- _Instructions to follow_:
Lines in which "reserve" appears should be pulled from the data below.

Segment Open

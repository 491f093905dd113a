use common::roles::Role;
use soroban_sdk::{contracttype, symbol_short, Address, Env};

#[contracttype]
#[derive(Clone, Debug, Eq, PartialEq)]
pub struct InitializedEvent {
    pub admin: Address,
    pub reward_token: Address,
    pub duration: u64,
}

#[contracttype]
#[derive(Clone, Debug, Eq, PartialEq)]
pub struct FundedEvent {
    pub funder: Address,
    pub amount: i128,
    pub reserve: i128,
}

/// Emitted whenever a pool's reward stream is (re)started.
#[contracttype]
#[derive(Clone, Debug, Eq, PartialEq)]
pub struct PeriodStartedEvent {
    pub pool: Address,
    pub funder: Address,
    pub amount: i128,
    /// Unstreamed remainder of the replaced period, in whole reward units.
    pub leftover: i128,
    pub reward_rate: i128,
    pub period_finish: u64,
}

#[contracttype]
#[derive(Clone, Debug, Eq, PartialEq)]
pub struct DurationSetEvent {
    pub duration: u64,
}

#[contracttype]
#[derive(Clone, Debug, Eq, PartialEq)]
pub struct RewardsAccruedEvent {
    pub pool: Address,
    pub user: Address,
    pub amount: i128,
    pub reward_per_unit: i128,
}

#[contracttype]
#[derive(Clone, Debug, Eq, PartialEq)]
pub struct RewardsClaimedEvent {
    pub user: Address,
    pub claimer: Address,
    pub to: Address,
    pub amount: i128,
    pub timestamp: u64,
}

#[contracttype]
#[derive(Clone, Debug, Eq, PartialEq)]
pub struct ClaimerSetEvent {
    pub user: Address,
    pub claimer: Address,
}

#[contracttype]
#[derive(Clone, Debug, Eq, PartialEq)]
pub struct StakingPoolSetEvent {
    pub pool: Address,
}

#[contracttype]
#[derive(Clone, Debug, Eq, PartialEq)]
pub struct RoleChangedEvent {
    pub role: Role,
    pub account: Address,
    pub granted: bool,
}

pub fn publish_initialized(env: &Env, admin: Address, reward_token: Address, duration: u64) {
    env.events().publish(
        (symbol_short!("INIT"),),
        InitializedEvent {
            admin,
            reward_token,
            duration,
        },
    );
}

pub fn publish_funded(env: &Env, funder: Address, amount: i128, reserve: i128) {
    env.events().publish(
        (symbol_short!("FUNDED"), funder.clone()),
        FundedEvent {
            funder,
            amount,
            reserve,
        },
    );
}

pub fn publish_period_started(
    env: &Env,
    pool: Address,
    funder: Address,
    amount: i128,
    leftover: i128,
    reward_rate: i128,
    period_finish: u64,
) {
    env.events().publish(
        (symbol_short!("PERIOD"), pool.clone()),
        PeriodStartedEvent {
            pool,
            funder,
            amount,
            leftover,
            reward_rate,
            period_finish,
        },
    );
}

pub fn publish_duration_set(env: &Env, duration: u64) {
    env.events()
        .publish((symbol_short!("DURATION"),), DurationSetEvent { duration });
}

pub fn publish_rewards_accrued(
    env: &Env,
    pool: Address,
    user: Address,
    amount: i128,
    reward_per_unit: i128,
) {
    env.events().publish(
        (symbol_short!("ACCRUED"), pool.clone(), user.clone()),
        RewardsAccruedEvent {
            pool,
            user,
            amount,
            reward_per_unit,
        },
    );
}

pub fn publish_rewards_claimed(env: &Env, user: Address, claimer: Address, to: Address, amount: i128) {
    env.events().publish(
        (symbol_short!("CLAIMED"), user.clone()),
        RewardsClaimedEvent {
            user,
            claimer,
            to,
            amount,
            timestamp: env.ledger().timestamp(),
        },
    );
}

pub fn publish_claimer_set(env: &Env, user: Address, claimer: Address) {
    env.events().publish(
        (symbol_short!("CLAIMER"), user.clone()),
        ClaimerSetEvent { user, claimer },
    );
}

pub fn publish_staking_pool_set(env: &Env, pool: Address) {
    env.events()
        .publish((symbol_short!("STK_POOL"),), StakingPoolSetEvent { pool });
}

pub fn publish_role_changed(env: &Env, role: Role, account: Address, granted: bool) {
    env.events().publish(
        (symbol_short!("ROLE"), account.clone()),
        RoleChangedEvent {
            role,
            account,
            granted,
        },
    );
}
use soroban_sdk::{contracttype, symbol_short, Address, Env};

#[contracttype]
#[derive(Clone, Debug, Eq, PartialEq)]
pub struct InitializedEvent {
    pub owner: Address,
    pub rewards_initializer: Address,
    pub reward_token: Address,
}

#[contracttype]
#[derive(Clone, Debug, Eq, PartialEq)]
pub struct PeriodStartedEvent {
    pub rewards_contract: Address,
    pub pool: Address,
    pub amount: i128,
}

#[contracttype]
#[derive(Clone, Debug, Eq, PartialEq)]
pub struct OwnershipTransferredEvent {
    pub previous_owner: Address,
    pub new_owner: Address,
}

pub fn publish_initialized(
    env: &Env,
    owner: Address,
    rewards_initializer: Address,
    reward_token: Address,
) {
    env.events().publish(
        (symbol_short!("INIT"),),
        InitializedEvent {
            owner,
            rewards_initializer,
            reward_token,
        },
    );
}

pub fn publish_period_started(env: &Env, rewards_contract: Address, pool: Address, amount: i128) {
    env.events().publish(
        (symbol_short!("NEXT_PER"), pool.clone()),
        PeriodStartedEvent {
            rewards_contract,
            pool,
            amount,
        },
    );
}

pub fn publish_ownership_transferred(env: &Env, previous_owner: Address, new_owner: Address) {
    env.events().publish(
        (symbol_short!("OWNER"), new_owner.clone()),
        OwnershipTransferredEvent {
            previous_owner,
            new_owner,
        },
    );
}
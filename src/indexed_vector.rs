// Copyright (C) 2016-2018 ERGO-Code
// Copyright (C) 2022-2023 Richard Lincoln

/// Dense values plus the list of positions that may be nonzero.
///
/// Every position with a nonzero value appears in `index()`. Positions in
/// `index()` may hold zeros after cancellation; [`IndexedVector::clean`]
/// drops those.
#[derive(Debug, Clone, PartialEq, Default)]
pub struct IndexedVector {
    values: Vec<f64>,
    index: Vec<usize>,
}

impl IndexedVector {
    pub fn new(len: usize) -> Self {
        Self {
            values: vec![0.0; len],
            index: Vec::with_capacity(len),
        }
    }

    /// Build from a dense slice, indexing every nonzero.
    pub fn from_dense(values: &[f64]) -> Self {
        let mut v = Self::new(values.len());
        for (i, &x) in values.iter().enumerate() {
            if x != 0.0 {
                v.values[i] = x;
                v.index.push(i);
            }
        }
        v
    }

    /// Unit vector `e_i` of length `len`.
    pub fn unit(len: usize, i: usize) -> Self {
        let mut v = Self::new(len);
        v.insert(i, 1.0);
        v
    }

    pub fn len(&self) -> usize {
        self.values.len()
    }

    pub fn is_empty(&self) -> bool {
        self.values.is_empty()
    }

    /// Number of indexed positions.
    pub fn nnz(&self) -> usize {
        self.index.len()
    }

    pub fn index(&self) -> &[usize] {
        &self.index
    }

    pub fn values(&self) -> &[f64] {
        &self.values
    }

    pub fn get(&self, i: usize) -> f64 {
        self.values[i]
    }

    /// Set position `i`, which must not be indexed yet.
    pub fn insert(&mut self, i: usize, x: f64) {
        debug_assert!(!self.index.contains(&i));
        self.values[i] = x;
        self.index.push(i);
    }

    /// Zero every indexed position.
    pub fn clear(&mut self) {
        if self.index.len() * 4 < self.values.len() {
            for &i in &self.index {
                self.values[i] = 0.0;
            }
        } else {
            self.values.fill(0.0);
        }
        self.index.clear();
    }

    /// Drop indexed positions whose magnitude is `<= tolerance`, zeroing them.
    pub fn clean(&mut self, tolerance: f64) -> usize {
        let values = &mut self.values;
        self.index.retain(|&i| {
            if values[i].abs() > tolerance {
                true
            } else {
                values[i] = 0.0;
                false
            }
        });
        self.index.len()
    }

    /// Rebuild the index from the dense values, dropping tiny entries.
    pub fn scan(&mut self, tolerance: f64) -> usize {
        self.index.clear();
        for (i, x) in self.values.iter_mut().enumerate() {
            if x.abs() > tolerance {
                self.index.push(i);
            } else {
                *x = 0.0;
            }
        }
        self.index.len()
    }

    /// Copy into a dense vector.
    pub fn to_dense(&self) -> Vec<f64> {
        self.values.clone()
    }

    pub(crate) fn parts_mut(&mut self) -> (&mut [f64], &mut Vec<usize>) {
        (&mut self.values, &mut self.index)
    }
}

#[cfg(test)]
mod tests {
    use super::*;

    #[test]
    fn clean_drops_tiny_entries() {
        let mut v = IndexedVector::new(5);
        v.insert(1, 0.0);
        v.insert(3, 1e-20);
        v.insert(4, -0.5);
        assert_eq!(v.nnz(), 3);
        assert_eq!(v.clean(1e-13), 1);
        assert_eq!(v.index(), &[4]);
        assert_eq!(v.to_dense(), vec![0.0, 0.0, 0.0, 0.0, -0.5]);
    }

    #[test]
    fn scan_rebuilds_index_in_order() {
        let mut v = IndexedVector::from_dense(&[0.0, 1.0, 0.0, -3.0]);
        assert_eq!(v.index(), &[1, 3]);
        v.clear();
        assert_eq!(v.nnz(), 0);
        assert_eq!(v.to_dense(), vec![0.0; 4]);
        v.insert(2, 5.0);
        v.insert(0, 1.0);
        assert_eq!(v.scan(0.0), 2);
        assert_eq!(v.index(), &[0, 2]);
    }
}
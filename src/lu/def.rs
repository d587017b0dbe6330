// Copyright (C) 2016-2018 ERGO-Code
// Copyright (C) 2022-2023 Richard Lincoln

/// Part of the factorization in progress.
#[derive(Debug, Clone, Copy, PartialEq, Eq, Default)]
pub(crate) enum Task {
    #[default]
    NoTask,
    PreProcessing,
    SparsePhase,
    DensePhase,
    PostProcessing,
    /// Factors valid, full rank.
    Factored,
    /// Factors valid, rejected columns replaced by slacks.
    Singular,
}

impl Task {
    pub(crate) fn has_factors(self) -> bool {
        matches!(self, Task::Factored | Task::Singular)
    }
}

/// Solves seen before the averages are recomputed.
pub(crate) const MINIMUM_SOLVES: f64 = 50.0;

/// Counters are scaled back by this factor after each recomputation.
pub(crate) const AVERAGE_SCALE_BACK: f64 = 0.8;

/// Ratio of active nonzeros to `rows_left^2` above which the remaining block
/// is factorized dense.
pub(crate) fn dense_ratio(rows_left: usize) -> f64 {
    if rows_left <= 256 {
        1.5
    } else if rows_left <= 800 {
        2.0
    } else if rows_left <= 2000 {
        3.0
    } else {
        4.0
    }
}
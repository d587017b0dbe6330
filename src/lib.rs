//! Sparse LU factorization of simplex basis matrices.
//!
//! The basis is factorized with a Markowitz search under columnwise threshold
//! pivoting, switching to dense LU when the active submatrix fills in. Basis
//! changes are applied as Forrest-Tomlin updates (or product form etas)
//! until a refactorization is due. FTRAN and BTRAN pick a sparse, densish
//! or dense kernel per stage from the observed fill of earlier solves.
//!
//! ```
//! use basis_lu::{BasisFactorization, ColumnMatrix, FactorConfig, IndexedVector};
//!
//! let a = ColumnMatrix::from_triplets(2, 2, &[(0, 0, 2.0), (1, 1, 4.0)]).unwrap();
//! let mut bf = BasisFactorization::new(FactorConfig::default());
//! bf.factor(&a, &[0, 1]).unwrap();
//!
//! let mut x = IndexedVector::from_dense(&[2.0, 2.0]);
//! bf.update_column(&mut x).unwrap();
//! assert_eq!(x.values(), &[1.0, 0.5]);
//! ```

mod config;
mod factorization;
mod indexed_vector;
mod matrix;
mod status;

mod lu;

pub use config::*;
pub use factorization::*;
pub use indexed_vector::*;
pub use lu::{StageAverages, Workspace, LU};
pub use matrix::*;
pub use status::*;
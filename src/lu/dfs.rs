// Copyright (C) 2016-2018  ERGO-Code
//
// Depth first search in a graph.

use crate::lu::file::LineFile;

/// Compute the union of `reach(i)` over all `i` in `start` by depth first
/// search.
///
/// Node `j` of the graph has neighbours `graph.indices(j)`.
///
/// On return `xi[top..]` hold the reach in topological order (every node
/// before its neighbours); `top` is the function return value. Nodes that
/// were already marked are excluded from the reach.
///
/// `pstack` is size `m` workspace; its contents are undefined on
/// entry/return. Node `j` is marked iff `marked[j] == marker`. On return
/// nodes `xi[top..]` are marked.
pub(crate) fn reach(
    graph: &LineFile,
    start: &[usize],
    xi: &mut [usize],
    pstack: &mut [usize],
    marked: &mut [u32],
    marker: u32,
) -> usize {
    let mut top = xi.len();
    for &i in start {
        if marked[i] != marker {
            top = dfs(i, graph, top, xi, pstack, marked, marker);
        }
    }
    top
}

// adapted from T. Davis, CSPARSE
fn dfs(
    i: usize,
    graph: &LineFile,
    mut top: usize,
    xi: &mut [usize],
    pstack: &mut [usize],
    marked: &mut [u32],
    marker: u32,
) -> usize {
    let mut head = 0;
    xi[0] = i;
    loop {
        let j = xi[head];
        if marked[j] != marker {
            // node j has not been visited
            marked[j] = marker;
            pstack[head] = graph.begin[j];
        }
        // continue dfs at node j
        let end = graph.end[j];
        let mut p = pstack[head];
        let mut next = None;
        while p < end {
            let k = graph.index[p];
            p += 1;
            if marked[k] != marker {
                next = Some(k);
                break;
            }
        }
        pstack[head] = p;
        match next {
            Some(k) => {
                // start dfs at node k
                head += 1;
                xi[head] = k;
            }
            None => {
                // node j has no unvisited neighbours
                top -= 1;
                xi[top] = j;
                if head == 0 {
                    break;
                }
                head -= 1;
            }
        }
    }
    top
}
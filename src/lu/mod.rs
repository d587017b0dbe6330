pub(crate) mod def;
pub(crate) mod file;
pub(crate) mod list;
pub(crate) mod lu;
pub(crate) mod statistics;
pub(crate) mod workspace;

mod build_factors;
mod dense;
mod dfs;
mod factorize;
mod markowitz;
mod pivot;
mod solve;
mod update;

pub use lu::LU;
pub use statistics::StageAverages;
pub use workspace::Workspace;
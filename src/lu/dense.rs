// Copyright (C) 2016-2018 ERGO-Code
// Copyright (C) 2022-2023 Richard Lincoln

use crate::lu::def::dense_ratio;
use crate::lu::lu::resize;
use crate::lu::LU;
use crate::Status;
use log::debug;

/// Decide if the remaining active submatrix is dense enough to finish with
/// dense LU.
pub(crate) fn want_to_go_dense(lu: &LU) -> bool {
    let threshold = lu.config.dense_threshold;
    if threshold == 0 {
        return false;
    }
    let rows_left = lu.m - lu.step_row.len();
    if rows_left <= threshold {
        return false;
    }
    dense_ratio(rows_left) * lu.left_elements as f64 > (rows_left * rows_left) as f64
}

/// Factorize the remaining active submatrix with dense partial pivoting.
///
/// The block is copied column-major, factorized column by column and every
/// step is recorded like a sparse pivot, dropping entries with magnitude at
/// most `zero_tolerance`. Columns without a pivot above `zero_tolerance` are
/// rejected.
pub(crate) fn factor_dense(lu: &mut LU) -> Result<(), Status> {
    let m = lu.m;
    let zero_tolerance = lu.config.zero_tolerance;

    let rows: Vec<usize> = (0..m).filter(|&i| !lu.row_done[i]).collect();
    let cols: Vec<usize> = (0..m).filter(|&j| !lu.col_done[j]).collect();
    let nr = rows.len();
    let nc = cols.len();
    debug!("dense phase: {} rows, {} columns", nr, nc);
    lu.dense_size = nr;

    let mut local = std::mem::take(&mut lu.iwork);
    local.clear();
    local.resize(m, 0);
    for (k, &i) in rows.iter().enumerate() {
        local[i] = k;
    }
    let mut dense = Vec::new();
    resize(&mut dense, nr * nc, 0.0)?;
    for (jj, &j) in cols.iter().enumerate() {
        let (index, values) = lu.a_cols.line(j);
        for (&i, &x) in index.iter().zip(values) {
            dense[jj * nr + local[i]] = x;
        }
    }
    local.clear();
    lu.iwork = local;

    let mut row_used = vec![false; nr];
    for jj in 0..nc {
        let col = cols[jj];
        let column = &dense[jj * nr..(jj + 1) * nr];
        let mut ipiv = None;
        let mut xmax = zero_tolerance;
        for (ii, &x) in column.iter().enumerate() {
            if !row_used[ii] && x.abs() > xmax {
                xmax = x.abs();
                ipiv = Some(ii);
            }
        }
        let Some(ii) = ipiv else {
            debug!("dense phase rejects column {}", col);
            lu.rejected.push(col);
            lu.col_done[col] = true;
            lu.col_count.remove(col);
            continue;
        };
        row_used[ii] = true;
        let piv = dense[jj * nr + ii];

        // L column
        for kk in 0..nr {
            if row_used[kk] {
                continue;
            }
            let l = dense[jj * nr + kk] / piv;
            dense[jj * nr + kk] = l;
            if l.abs() > zero_tolerance {
                lu.l_acc_index.push(rows[kk]);
                lu.l_acc_value.push(l);
            }
        }
        lu.l_acc_begin.push(lu.l_acc_index.len());

        // U row and update of the trailing columns
        for qq in jj + 1..nc {
            let a_rq = dense[qq * nr + ii];
            if a_rq == 0.0 {
                continue;
            }
            if a_rq.abs() > zero_tolerance {
                lu.u_acc_index.push(cols[qq]);
                lu.u_acc_value.push(a_rq);
            }
            for kk in 0..nr {
                if !row_used[kk] {
                    dense[qq * nr + kk] -= dense[jj * nr + kk] * a_rq;
                }
            }
            lu.factor_flops += nr;
        }
        lu.u_acc_begin.push(lu.u_acc_index.len());

        let row = rows[ii];
        lu.step_row.push(row);
        lu.step_col.push(col);
        lu.step_pivot.push(piv);
        lu.row_done[row] = true;
        lu.col_done[col] = true;
        lu.row_count.remove(row);
        lu.col_count.remove(col);
    }

    for &j in &cols {
        lu.a_cols.clear_line(j);
    }
    for &i in &rows {
        lu.a_rows.clear_line(i);
    }
    Ok(())
}

#[cfg(test)]
mod tests {
    use crate::lu::def::dense_ratio;
    use crate::lu::LU;
    use crate::FactorConfig;

    // Full m x m matrix with a dominant diagonal, column-wise.
    fn full(m: usize) -> (Vec<usize>, Vec<usize>, Vec<usize>, Vec<f64>) {
        let mut begin = Vec::new();
        let mut end = Vec::new();
        let mut index = Vec::new();
        let mut value = Vec::new();
        for j in 0..m {
            begin.push(index.len());
            for i in 0..m {
                index.push(i);
                value.push(if i == j { 2.0 * m as f64 } else { 1.0 / (1 + i + j) as f64 });
            }
            end.push(index.len());
        }
        (begin, end, index, value)
    }

    #[test]
    fn switch_needs_more_rows_than_the_threshold() {
        let m = 6;
        let (begin, end, index, value) = full(m);

        let mut lu = LU::new(FactorConfig {
            dense_threshold: m,
            ..Default::default()
        });
        lu.factorize(&begin, &end, &index, &value).unwrap();
        assert_eq!(lu.dense_size(), 0);

        lu.config.dense_threshold = m - 1;
        lu.factorize(&begin, &end, &index, &value).unwrap();
        assert_eq!(lu.dense_size(), m);
        assert_eq!(lu.rank(), m);
    }

    #[test]
    fn ratio_grows_with_the_block() {
        assert_eq!(dense_ratio(71), 1.5);
        assert_eq!(dense_ratio(800), 2.0);
        assert_eq!(dense_ratio(2000), 3.0);
        assert_eq!(dense_ratio(2001), 4.0);
    }
}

Segment Closed

- _Result of the exercise_:
    pub reserve: i128,
pub fn publish_funded(env: &Env, funder: Address, amount: i128, reserve: i128) {
            reserve,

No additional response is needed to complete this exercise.